=== Problem details ===
Locate the string "cases" in the records below. Copy every line where it occurs.

----------------------------------------

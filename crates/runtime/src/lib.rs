//! Runtime tensor values and explicit host/device placement.

pub mod value;

pub use value::*;
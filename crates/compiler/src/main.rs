use clap::Parser;
use taskforge_compiler::cli::{run_cli, Cli};

fn main() -> anyhow::Result<()> {
    run_cli(Cli::parse())
}
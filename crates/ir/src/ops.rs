//! Stock operator definitions: the caller side of the task-construction API.

use crate::error::ValidationError;
use crate::expr::{compute, reduce_sum, tensor_input, DataType, MemoryScope, TensorType};
use crate::task::{Task, Worker};

/// Canonical gemm task: `C[i, j] = reduce_sum(k, A[i, k] * B[k, j])` with
/// `A: [n, k]`, `B: [k, m]`, `C: [n, m]`, targeting the Grid worker.
pub fn matmul(n: usize, m: usize, k: usize) -> Result<Task, ValidationError> {
    let a = tensor_input("A", DataType::F32, &[n, k]);
    let b = tensor_input("B", DataType::F32, &[k, m]);
    let body = reduce_sum(a.at(&["i", "k"]) * b.at(&["k", "j"]), "k", k);
    let c = compute("C", vec![n, m], &["i", "j"], body);
    let param_types = vec![
        TensorType::row_major(MemoryScope::Global, DataType::F32, &[n, k]),
        TensorType::row_major(MemoryScope::Global, DataType::F32, &[k, m]),
        TensorType::row_major(MemoryScope::Global, DataType::F32, &[n, m]),
    ];
    Task::new("matmul", c, vec![a, b], param_types, Worker::Grid)
}

/// Elementwise addition `Z[i] = X[i] + Y[i]`, targeting the Grid worker.
pub fn vector_add(n: usize) -> Result<Task, ValidationError> {
    let x = tensor_input("X", DataType::F32, &[n]);
    let y = tensor_input("Y", DataType::F32, &[n]);
    let z = compute("Z", vec![n], &["i"], x.at(&["i"]) + y.at(&["i"]));
    let param_types = vec![
        TensorType::row_major(MemoryScope::Global, DataType::F32, &[n]),
        TensorType::row_major(MemoryScope::Global, DataType::F32, &[n]),
        TensorType::row_major(MemoryScope::Global, DataType::F32, &[n]),
    ];
    Task::new("vector_add", z, vec![x, y], param_types, Worker::Grid)
}

#[cfg(test)]
mod tests {
    use super::*;
    use crate::task::TaskKind;

    #[test]
    fn matmul_builds_a_grid_contraction() {
        let task = matmul(4, 6, 8).unwrap();
        assert_eq!(task.kind(), TaskKind::Contraction);
        assert_eq!(task.worker(), Worker::Grid);
        assert_eq!(task.param_types().len(), 3);
    }

    #[test]
    fn vector_add_is_elementwise() {
        let task = vector_add(32).unwrap();
        assert_eq!(task.kind(), TaskKind::Elementwise);
    }
}
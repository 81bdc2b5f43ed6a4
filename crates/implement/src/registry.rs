//! Implementer trait and ordered dispatch registry.
//!
//! The registry is an explicit object constructed once at startup and passed
//! by reference; registration order matters, first structural + worker match
//! wins. Dispatch performs no compilation, it only produces the unresolved
//! module.

use std::sync::Arc;
use taskforge_ir::{Task, TaskKind, UnresolvedModule, Worker};
use thiserror::Error;
use tracing::debug;

#[derive(Error, Debug)]
pub enum ImplementError {
    #[error("no registered implementer accepts task '{task}' ({kind}) on worker '{worker}'")]
    NoApplicableImplementer {
        task: String,
        kind: &'static str,
        worker: &'static str,
    },

    #[error("implementer '{0}' is not registered")]
    NotRegistered(String),

    #[error("implementer '{name}' is not applicable to task '{task}'")]
    NotApplicable { name: String, task: String },
}

/// A stateless strategy that lowers a matching task into an unresolved
/// module. `accepts()` is the coarse dispatch table (computation discriminant
/// + worker variant); `applicable()` is the final structural check.
pub trait Implementer: Send + Sync {
    fn name(&self) -> &'static str;
    fn accepts(&self) -> (&'static [TaskKind], Worker);
    fn applicable(&self, task: &Task) -> bool;
    fn implement(&self, task: &Task) -> Result<UnresolvedModule, ImplementError>;
}

pub type DynImplementer = Arc<dyn Implementer>;

#[derive(Default, Clone)]
pub struct ImplementerRegistry {
    implementers: Vec<DynImplementer>,
}

impl ImplementerRegistry {
    pub fn new() -> Self {
        Self {
            implementers: Vec::new(),
        }
    }

    /// Stock implementers, most specific first.
    pub fn with_default_implementers() -> Self {
        let mut registry = Self::new();
        registry.register(crate::grid::GridSplitImplementer::new());
        registry.register(crate::grid::GridNaiveImplementer::new());
        registry.register(crate::host::HostNaiveImplementer::new());
        registry
    }

    pub fn register<I>(&mut self, implementer: I)
    where
        I: Implementer + 'static,
    {
        self.implementers.push(Arc::new(implementer));
    }

    pub fn implementers(&self) -> &[DynImplementer] {
        &self.implementers
    }

    pub fn find(&self, name: &str) -> Option<DynImplementer> {
        self.implementers
            .iter()
            .find(|implementer| implementer.name() == name)
            .map(Arc::clone)
    }

    /// Dispatch a task to an implementer and produce its unresolved module.
    /// `impl_name` overrides selection by name; otherwise registration order
    /// decides.
    pub fn implement(
        &self,
        task: &Task,
        impl_name: Option<&str>,
    ) -> Result<UnresolvedModule, ImplementError> {
        let implementer = match impl_name {
            Some(name) => {
                let implementer = self
                    .find(name)
                    .ok_or_else(|| ImplementError::NotRegistered(name.to_string()))?;
                if !matches(implementer.as_ref(), task) {
                    return Err(ImplementError::NotApplicable {
                        name: name.to_string(),
                        task: task.name().to_string(),
                    });
                }
                implementer
            }
            None => self
                .implementers
                .iter()
                .find(|implementer| matches(implementer.as_ref(), task))
                .map(Arc::clone)
                .ok_or_else(|| ImplementError::NoApplicableImplementer {
                    task: task.name().to_string(),
                    kind: task.kind().as_str(),
                    worker: task.worker().as_str(),
                })?,
        };
        debug!(
            implementer = implementer.name(),
            task = task.name(),
            worker = task.worker().as_str(),
            "dispatching task"
        );
        implementer.implement(task)
    }
}

fn matches(implementer: &dyn Implementer, task: &Task) -> bool {
    let (kinds, worker) = implementer.accepts();
    worker == task.worker() && kinds.contains(&task.kind()) && implementer.applicable(task)
}

#[cfg(test)]
mod tests {
    use super::*;
    use crate::grid::{GridNaiveImplementer, GridSplitImplementer};
    use taskforge_ir::{ops, Worker};

    #[test]
    fn first_registration_order_match_wins() {
        let registry = ImplementerRegistry::with_default_implementers();
        let task = ops::matmul(64, 64, 64).unwrap();
        let module = registry.implement(&task, None).unwrap();
        // grid_split is registered first and accepts grid contractions.
        assert_eq!(module.schedule(), taskforge_ir::Schedule::GridSplit);
    }

    #[test]
    fn elementwise_grid_task_falls_through_to_naive() {
        let registry = ImplementerRegistry::with_default_implementers();
        let task = ops::vector_add(128).unwrap();
        let module = registry.implement(&task, None).unwrap();
        assert_eq!(module.schedule(), taskforge_ir::Schedule::GridNaive);
    }

    #[test]
    fn named_override_selects_specific_implementer() {
        let registry = ImplementerRegistry::with_default_implementers();
        let task = ops::matmul(32, 32, 32).unwrap();
        let module = registry.implement(&task, Some("grid_naive")).unwrap();
        assert_eq!(module.schedule(), taskforge_ir::Schedule::GridNaive);
    }

    #[test]
    fn unknown_name_is_not_registered() {
        let registry = ImplementerRegistry::with_default_implementers();
        let task = ops::matmul(8, 8, 8).unwrap();
        let err = registry.implement(&task, Some("cuda_grid_super")).unwrap_err();
        assert!(matches!(err, ImplementError::NotRegistered(_)));
    }

    #[test]
    fn named_implementer_must_be_applicable() {
        let registry = ImplementerRegistry::with_default_implementers();
        // grid_split only handles contractions.
        let task = ops::vector_add(64).unwrap();
        let err = registry.implement(&task, Some("grid_split")).unwrap_err();
        assert!(matches!(err, ImplementError::NotApplicable { .. }));
    }

    #[test]
    fn empty_match_set_reports_no_applicable_implementer() {
        let mut registry = ImplementerRegistry::new();
        registry.register(GridSplitImplementer::new());
        let task = ops::vector_add(64).unwrap();
        let err = registry.implement(&task, None).unwrap_err();
        assert!(matches!(err, ImplementError::NoApplicableImplementer { .. }));
    }

    #[test]
    fn every_default_implementer_is_reachable_by_dispatch() {
        let registry = ImplementerRegistry::with_default_implementers();
        let cases = [
            (ops::matmul(32, 32, 32).unwrap(), "grid_split"),
            (ops::vector_add(32).unwrap(), "grid_naive"),
            (
                ops::matmul(32, 32, 32).unwrap().retargeted(Worker::Host),
                "host_naive",
            ),
        ];
        for (task, expected) in cases {
            let implementer = registry
                .implementers()
                .iter()
                .find(|i| super::matches(i.as_ref(), &task))
                .unwrap();
            assert_eq!(implementer.name(), expected);
            assert!(implementer.applicable(&task));
        }
        // Sanity: grid_naive is also reachable for a contraction if asked for.
        let task = ops::matmul(16, 16, 16).unwrap();
        assert!(GridNaiveImplementer::new().applicable(&task));
    }
}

----------------------------------------

=== Problem solution ===
        let cases = [
        for (task, expected) in cases {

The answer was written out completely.